-- Exercise requirements --
When the string "backed" is part of a line below, that line should be copied.

-- Task data --
use std::fmt;
use std::str::FromStr;

use ring::digest;

use crate::dns::{Dnskey, Ds, Name};

/// DS digest type algorithms (RFC 4034, 4509, 6605)
#[derive(Debug, Clone, Copy, PartialEq, Eq, Hash)]
#[repr(u8)]
pub enum DigestType {
    /// SHA-1 (RFC 3658)
    Sha1 = 1,
    /// SHA-256 (RFC 4509)
    Sha256 = 2,
    /// SHA-384 (RFC 6605)
    Sha384 = 4,
}

impl DigestType {
    /// Create from digest type number
    pub fn from_u8(value: u8) -> Option<Self> {
        match value {
            1 => Some(Self::Sha1),
            2 => Some(Self::Sha256),
            4 => Some(Self::Sha384),
            _ => None,
        }
    }

    /// Convert to digest type number
    pub fn to_u8(self) -> u8 {
        self as u8
    }

    fn ring_algorithm(&self) -> &'static digest::Algorithm {
        match self {
            Self::Sha1 => &digest::SHA1_FOR_LEGACY_USE_ONLY,
            Self::Sha256 => &digest::SHA256,
            Self::Sha384 => &digest::SHA384,
        }
    }

    /// Calculate digest of data using this algorithm
    pub fn digest(&self, data: &[u8]) -> Vec<u8> {
        digest::digest(self.ring_algorithm(), data).as_ref().to_vec()
    }

    /// DS record for `key` owned by `owner` (RFC 4034 section 5.1.4)
    pub fn ds_for(&self, owner: &Name, key: &Dnskey) -> Ds {
        let mut data = owner.to_canonical_wire();
        data.extend_from_slice(&key.flags.to_be_bytes());
        data.push(key.protocol);
        data.push(key.algorithm);
        data.extend_from_slice(&key.public_key);

        Ds {
            key_tag: key.key_tag(),
            algorithm: key.algorithm,
            digest_type: self.to_u8(),
            digest: self.digest(&data),
        }
    }
}

impl fmt::Display for DigestType {
    fn fmt(&self, f: &mut fmt::Formatter<'_>) -> fmt::Result {
        match self {
            Self::Sha1 => write!(f, "SHA1"),
            Self::Sha256 => write!(f, "SHA256"),
            Self::Sha384 => write!(f, "SHA384"),
        }
    }
}

/// ZONEMD hash algorithms (RFC 8976 section 5.3)
#[derive(Debug, Clone, Copy, PartialEq, Eq, Hash, Default)]
#[repr(u8)]
pub enum ZonemdHash {
    #[default]
    Sha384 = 1,
    Sha512 = 2,
}

impl ZonemdHash {
    pub fn from_u8(value: u8) -> Option<Self> {
        match value {
            1 => Some(Self::Sha384),
            2 => Some(Self::Sha512),
            _ => None,
        }
    }

    pub fn to_u8(self) -> u8 {
        self as u8
    }

    pub(crate) fn ring_algorithm(&self) -> &'static digest::Algorithm {
        match self {
            Self::Sha384 => &digest::SHA384,
            Self::Sha512 => &digest::SHA512,
        }
    }

    pub fn digest_len(&self) -> usize {
        match self {
            Self::Sha384 => 48,
            Self::Sha512 => 64,
        }
    }
}

impl fmt::Display for ZonemdHash {
    fn fmt(&self, f: &mut fmt::Formatter<'_>) -> fmt::Result {
        match self {
            Self::Sha384 => write!(f, "SHA384"),
            Self::Sha512 => write!(f, "SHA512"),
        }
    }
}

impl FromStr for ZonemdHash {
    type Err = String;

    fn from_str(s: &str) -> Result<Self, Self::Err> {
        match s.to_ascii_lowercase().replace('-', "").as_str() {
            "sha384" | "1" => Ok(Self::Sha384),
            "sha512" | "2" => Ok(Self::Sha512),
            _ => Err(format!("Unsupported ZONEMD hash algorithm: {}", s)),
        }
    }
}

#[cfg(test)]
mod tests {
    use super::*;
    use base64::Engine;
    use base64::engine::general_purpose::STANDARD as BASE64;

    #[test]
    fn test_ds_for_ed25519_key() {
        // RFC 8080 section 6.1
        let key = Dnskey {
            flags: 257,
            protocol: 3,
            algorithm: 15,
            public_key: BASE64
                .decode("l02Woi0iS8Aa25FQkUd9RMzZHJpBoRQwAQEX1SxZJA4=")
                .unwrap(),
        };
        let owner: Name = "example.com.".parse().unwrap();
        let ds = DigestType::Sha256.ds_for(&owner, &key);

        assert_eq!(ds.key_tag, 3613);
        assert_eq!(
            hex::encode(&ds.digest),
            "3aa5ab37efce57f737fc1627013fee07bdf241bd10f3b1964ab55c78e79a304b"
        );
    }

    #[test]
    fn test_zonemd_hash_names() {
        assert_eq!("SHA384".parse::<ZonemdHash>().unwrap(), ZonemdHash::Sha384);
        assert_eq!("sha-512".parse::<ZonemdHash>().unwrap(), ZonemdHash::Sha512);
        assert!("md5".parse::<ZonemdHash>().is_err());
    }
}
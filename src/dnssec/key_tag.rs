/// Calculate the key tag for a DNSKEY record (RFC 4034 Appendix B).
///
/// The checksum runs over the DNSKEY RDATA: flags, protocol, algorithm and
/// the public key, treated as a sequence of big-endian 16-bit words.
pub fn calculate_key_tag(flags: u16, protocol: u8, algorithm: u8, public_key: &[u8]) -> u16 {
    let header = [
        (flags >> 8) as u8,
        flags as u8,
        protocol,
        algorithm,
    ];

    let accumulator = header
        .iter()
        .chain(public_key)
        .enumerate()
        .fold(0u32, |acc, (i, &byte)| {
            if i % 2 == 0 {
                acc + (u32::from(byte) << 8)
            } else {
                acc + u32::from(byte)
            }
        });

    (accumulator.wrapping_add(accumulator >> 16) & 0xFFFF) as u16
}

#[cfg(test)]
mod tests {
    use super::*;
    use base64::Engine;
    use base64::engine::general_purpose::STANDARD as BASE64;

    #[test]
    fn test_key_tag_rfc4034_vector() {
        // RFC 4034 Appendix B.5 style RSA/SHA-1 KSK
        let public_key = hex::decode(
            "030101a80020a95566ba42e886bb804cda84e47ef56dbd7aec612615552cec906d3e9b72dc4f90d3fc09b8e9d0ff2ae8ee5ed8cd61d7622c39ee2d76a2153bc0ac8b9e254125c46e0a224507fb358d7f6b5d7a42f75e60b9748e7c0747e2447f4bd7d10ca24bb1498de34a504406bbeb3b041fe48d0ad2b1de5adadb87d0c8824e7cc4dc3e5b7f0b3e8ac72c3d3d8aa7251abcaad82ad5ececed8cd83825d19ffd95e93bca729fdd88901b20fc598fb6a0779ddfa95e3e42ca9d0a7739d3c4ad3a7a5a30b3c60a73a6f09fdb812746e0d69edfba06754465f2e1dd5e3802e6d05bd6148e38fd8ca1632b71f6559fe9b6e18d73c5a750e3e2f2f205972e7b28ae04ddae5e27915a08d217db5ce090c119d23f79fb"
        ).unwrap();

        assert_eq!(calculate_key_tag(0x0101, 3, 5, &public_key), 55495);
    }

    #[test]
    fn test_key_tag_ed25519() {
        // RFC 8080 section 6.1 example key
        let public_key = BASE64
            .decode("l02Woi0iS8Aa25FQkUd9RMzZHJpBoRQwAQEX1SxZJA4=")
            .unwrap();
        assert_eq!(calculate_key_tag(257, 3, 15, &public_key), 3613);
    }
}
//! Software token backed by `ring`.
//!
//! Keys live in memory and, when a directory is configured, are also stored
//! there as one JSON document per key so they survive between runs. Used for
//! tests and for operating without an HSM.

use std::collections::BTreeMap;
use std::fs;
use std::io::Write;
use std::path::{Path, PathBuf};
use std::sync::Arc;
use std::sync::atomic::{AtomicBool, AtomicUsize, Ordering};

use base64::Engine;
use base64::engine::general_purpose::STANDARD as BASE64;
use parking_lot::Mutex;
use ring::rand::SystemRandom;
use ring::signature::{self, EcdsaKeyPair, Ed25519KeyPair, KeyPair};
use serde::{Deserialize, Serialize};
use tempfile::NamedTempFile;
use tracing::{debug, warn};

use super::errors::TokenError;
use super::keys::TokenKey;
use super::token::{Token, TokenSession};
use crate::dnssec::DnsSecAlgorithm;

/// A key as persisted on disk
#[derive(Debug, Clone, Serialize, Deserialize)]
struct StoredKey {
    label: String,
    /// Object id, hex encoded
    id: String,
    algorithm: u8,
    /// PKCS#8 private key document, base64 encoded
    pkcs8: String,
}

#[derive(Debug, Clone)]
struct SoftKey {
    label: String,
    id: Vec<u8>,
    algorithm: DnsSecAlgorithm,
    pkcs8: Vec<u8>,
    public_key: Vec<u8>,
}

impl SoftKey {
    fn token_key(&self) -> TokenKey {
        TokenKey {
            label: self.label.clone(),
            id: self.id.clone(),
            algorithm: self.algorithm,
            public_key: self.public_key.clone(),
        }
    }

    fn ecdsa_signing(algorithm: DnsSecAlgorithm) -> Option<&'static signature::EcdsaSigningAlgorithm> {
        match algorithm {
            DnsSecAlgorithm::EcdsaP256Sha256 => Some(&signature::ECDSA_P256_SHA256_FIXED_SIGNING),
            DnsSecAlgorithm::EcdsaP384Sha384 => Some(&signature::ECDSA_P384_SHA384_FIXED_SIGNING),
            _ => None,
        }
    }

    fn generate(
        label: &str,
        id: &[u8],
        algorithm: DnsSecAlgorithm,
        rng: &SystemRandom,
    ) -> Result<Self, TokenError> {
        let failed = |e: ring::error::Unspecified| TokenError::Operation(e.to_string());
        let pkcs8 = if let Some(alg) = Self::ecdsa_signing(algorithm) {
            EcdsaKeyPair::generate_pkcs8(alg, rng).map_err(failed)?
        } else if algorithm == DnsSecAlgorithm::Ed25519 {
            Ed25519KeyPair::generate_pkcs8(rng).map_err(failed)?
        } else {
            return Err(TokenError::UnsupportedAlgorithm(algorithm.to_string()));
        };
        Self::from_pkcs8(label, id, algorithm, pkcs8.as_ref().to_vec(), rng)
    }

    fn from_pkcs8(
        label: &str,
        id: &[u8],
        algorithm: DnsSecAlgorithm,
        pkcs8: Vec<u8>,
        rng: &SystemRandom,
    ) -> Result<Self, TokenError> {
        let rejected = |e: ring::error::KeyRejected| TokenError::Storage(e.to_string());
        let public_key = if let Some(alg) = Self::ecdsa_signing(algorithm) {
            let pair = EcdsaKeyPair::from_pkcs8(alg, &pkcs8, rng).map_err(rejected)?;
            // DNSKEY carries x || y without the uncompressed point marker
            pair.public_key().as_ref()[1..].to_vec()
        } else if algorithm == DnsSecAlgorithm::Ed25519 {
            let pair = Ed25519KeyPair::from_pkcs8(&pkcs8).map_err(rejected)?;
            pair.public_key().as_ref().to_vec()
        } else {
            return Err(TokenError::UnsupportedAlgorithm(algorithm.to_string()));
        };

        Ok(Self {
            label: label.to_string(),
            id: id.to_vec(),
            algorithm,
            pkcs8,
            public_key,
        })
    }

    fn sign(&self, data: &[u8], rng: &SystemRandom) -> Result<Vec<u8>, TokenError> {
        if let Some(alg) = Self::ecdsa_signing(self.algorithm) {
            let pair = EcdsaKeyPair::from_pkcs8(alg, &self.pkcs8, rng)
                .map_err(|e| TokenError::Operation(e.to_string()))?;
            let sig = pair
                .sign(rng, data)
                .map_err(|e| TokenError::Operation(e.to_string()))?;
            return Ok(sig.as_ref().to_vec());
        }
        let pair = Ed25519KeyPair::from_pkcs8(&self.pkcs8)
            .map_err(|e| TokenError::Operation(e.to_string()))?;
        Ok(pair.sign(data).as_ref().to_vec())
    }
}

#[derive(Default)]
struct SoftState {
    keys: BTreeMap<Vec<u8>, SoftKey>,
}

/// In-memory or directory-backed software token
#[derive(Clone)]
pub struct SoftToken {
    state: Arc<Mutex<SoftState>>,
    dir: Option<PathBuf>,
    rng: SystemRandom,
    operational: Arc<AtomicBool>,
    lose_sessions: Arc<AtomicUsize>,
}

impl Default for SoftToken {
    fn default() -> Self {
        Self::new()
    }
}

impl SoftToken {
    /// Token whose keys vanish with it
    pub fn new() -> Self {
        Self {
            state: Arc::new(Mutex::new(SoftState::default())),
            dir: None,
            rng: SystemRandom::new(),
            operational: Arc::new(AtomicBool::new(true)),
            lose_sessions: Arc::new(AtomicUsize::new(0)),
        }
    }

    /// Token persisting its keys in `dir`, loading any already there
    pub fn open_dir(dir: impl Into<PathBuf>) -> Result<Self, TokenError> {
        let dir = dir.into();
        fs::create_dir_all(&dir)
            .map_err(|e| TokenError::Storage(format!("{}: {}", dir.display(), e)))?;

        let token = Self {
            dir: Some(dir.clone()),
            ..Self::new()
        };

        let entries = fs::read_dir(&dir)
            .map_err(|e| TokenError::Storage(format!("{}: {}", dir.display(), e)))?;
        let mut state = token.state.lock();
        for entry in entries {
            let path = entry
                .map_err(|e| TokenError::Storage(e.to_string()))?
                .path();
            if path.extension().and_then(|e| e.to_str()) != Some("json") {
                continue;
            }
            let key = token.load_key(&path)?;
            state.keys.insert(key.id.clone(), key);
        }
        debug!("Loaded {} soft token keys from {}", state.keys.len(), dir.display());
        drop(state);

        Ok(token)
    }

    fn load_key(&self, path: &Path) -> Result<SoftKey, TokenError> {
        let text = fs::read_to_string(path)
            .map_err(|e| TokenError::Storage(format!("{}: {}", path.display(), e)))?;
        let stored: StoredKey = serde_json::from_str(&text)
            .map_err(|e| TokenError::Storage(format!("{}: {}", path.display(), e)))?;
        let algorithm = DnsSecAlgorithm::from_u8(stored.algorithm)
            .ok_or_else(|| TokenError::UnsupportedAlgorithm(stored.algorithm.to_string()))?;
        let id = hex::decode(&stored.id)
            .map_err(|e| TokenError::Storage(format!("{}: {}", path.display(), e)))?;
        let pkcs8 = BASE64
            .decode(stored.pkcs8.as_bytes())
            .map_err(|e| TokenError::Storage(format!("{}: {}", path.display(), e)))?;
        SoftKey::from_pkcs8(&stored.label, &id, algorithm, pkcs8, &self.rng)
    }

    fn key_path(&self, id: &[u8]) -> Option<PathBuf> {
        self.dir
            .as_ref()
            .map(|dir| dir.join(format!("{}.json", hex::encode(id))))
    }

    fn persist(&self, key: &SoftKey) -> Result<(), TokenError> {
        let Some(path) = self.key_path(&key.id) else {
            return Ok(());
        };
        let stored = StoredKey {
            label: key.label.clone(),
            id: hex::encode(&key.id),
            algorithm: key.algorithm.to_u8(),
            pkcs8: BASE64.encode(&key.pkcs8),
        };
        let text = serde_json::to_string_pretty(&stored)
            .map_err(|e| TokenError::Storage(e.to_string()))?;
        let storage = |e: std::io::Error| TokenError::Storage(format!("{}: {}", path.display(), e));

        // Private key material: readable by the owner only, never partially written
        let dir = path.parent().unwrap_or_else(|| Path::new("."));
        let mut file = NamedTempFile::new_in(dir).map_err(storage)?;
        #[cfg(unix)]
        {
            use std::os::unix::fs::PermissionsExt;
            file.as_file()
                .set_permissions(fs::Permissions::from_mode(0o600))
                .map_err(storage)?;
        }
        file.write_all(text.as_bytes()).map_err(storage)?;
        file.as_file().sync_all().map_err(storage)?;
        file.persist(&path).map_err(|e| storage(e.error))?;
        Ok(())
    }

    /// Refuse new sessions, like an unplugged device
    pub fn set_operational(&self, operational: bool) {
        self.operational.store(operational, Ordering::Release);
    }

    /// Make the next `count` session operations fail with
    /// [`TokenError::SessionLost`]
    pub fn lose_sessions(&self, count: usize) {
        self.lose_sessions.store(count, Ordering::Release);
    }
}

impl Token for SoftToken {
    fn open_session(&self) -> Result<Box<dyn TokenSession>, TokenError> {
        if !self.operational.load(Ordering::Acquire) {
            return Err(TokenError::Unavailable("soft token not operational".to_string()));
        }
        Ok(Box::new(SoftSession {
            token: self.clone(),
        }))
    }

    fn describe(&self) -> String {
        match &self.dir {
            Some(dir) => format!("soft token at {}", dir.display()),
            None => "in-memory soft token".to_string(),
        }
    }
}

struct SoftSession {
    token: SoftToken,
}

impl SoftSession {
    fn check_session(&self) -> Result<(), TokenError> {
        let lost = self
            .token
            .lose_sessions
            .fetch_update(Ordering::AcqRel, Ordering::Acquire, |n| n.checked_sub(1))
            .is_ok();
        if lost {
            warn!("Soft token dropping session");
            return Err(TokenError::SessionLost("session handle invalid".to_string()));
        }
        Ok(())
    }
}

impl TokenSession for SoftSession {
    fn find_keys(&mut self, label_prefix: &str) -> Result<Vec<TokenKey>, TokenError> {
        self.check_session()?;
        let state = self.token.state.lock();
        Ok(state
            .keys
            .values()
            .filter(|key| key.label.starts_with(label_prefix))
            .map(SoftKey::token_key)
            .collect())
    }

    fn generate_key_pair(
        &mut self,
        label: &str,
        id: &[u8],
        algorithm: DnsSecAlgorithm,
    ) -> Result<TokenKey, TokenError> {
        self.check_session()?;
        let key = SoftKey::generate(label, id, algorithm, &self.token.rng)?;
        self.token.persist(&key)?;
        let token_key = key.token_key();
        self.token.state.lock().keys.insert(key.id.clone(), key);
        debug!("Generated {} key pair {}", algorithm, label);
        Ok(token_key)
    }

    fn sign(
        &mut self,
        id: &[u8],
        algorithm: DnsSecAlgorithm,
        data: &[u8],
    ) -> Result<Vec<u8>, TokenError> {
        self.check_session()?;
        let key = self
            .token
            .state
            .lock()
            .keys
            .get(id)
            .cloned()
            .ok_or_else(|| TokenError::KeyNotFound(hex::encode(id)))?;
        if key.algorithm != algorithm {
            return Err(TokenError::Operation(format!(
                "key {} is {}, not {}",
                key.label, key.algorithm, algorithm
            )));
        }
        key.sign(data, &self.token.rng)
    }

    fn destroy_key(&mut self, id: &[u8]) -> Result<(), TokenError> {
        self.check_session()?;
        let removed = self.token.state.lock().keys.remove(id);
        if removed.is_none() {
            return Err(TokenError::KeyNotFound(hex::encode(id)));
        }
        if let Some(path) = self.token.key_path(id) {
            if path.exists() {
                fs::remove_file(&path)
                    .map_err(|e| TokenError::Storage(format!("{}: {}", path.display(), e)))?;
            }
        }
        Ok(())
    }
}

-- Response below --
//! Software token backed by `ring`.
/// In-memory or directory-backed software token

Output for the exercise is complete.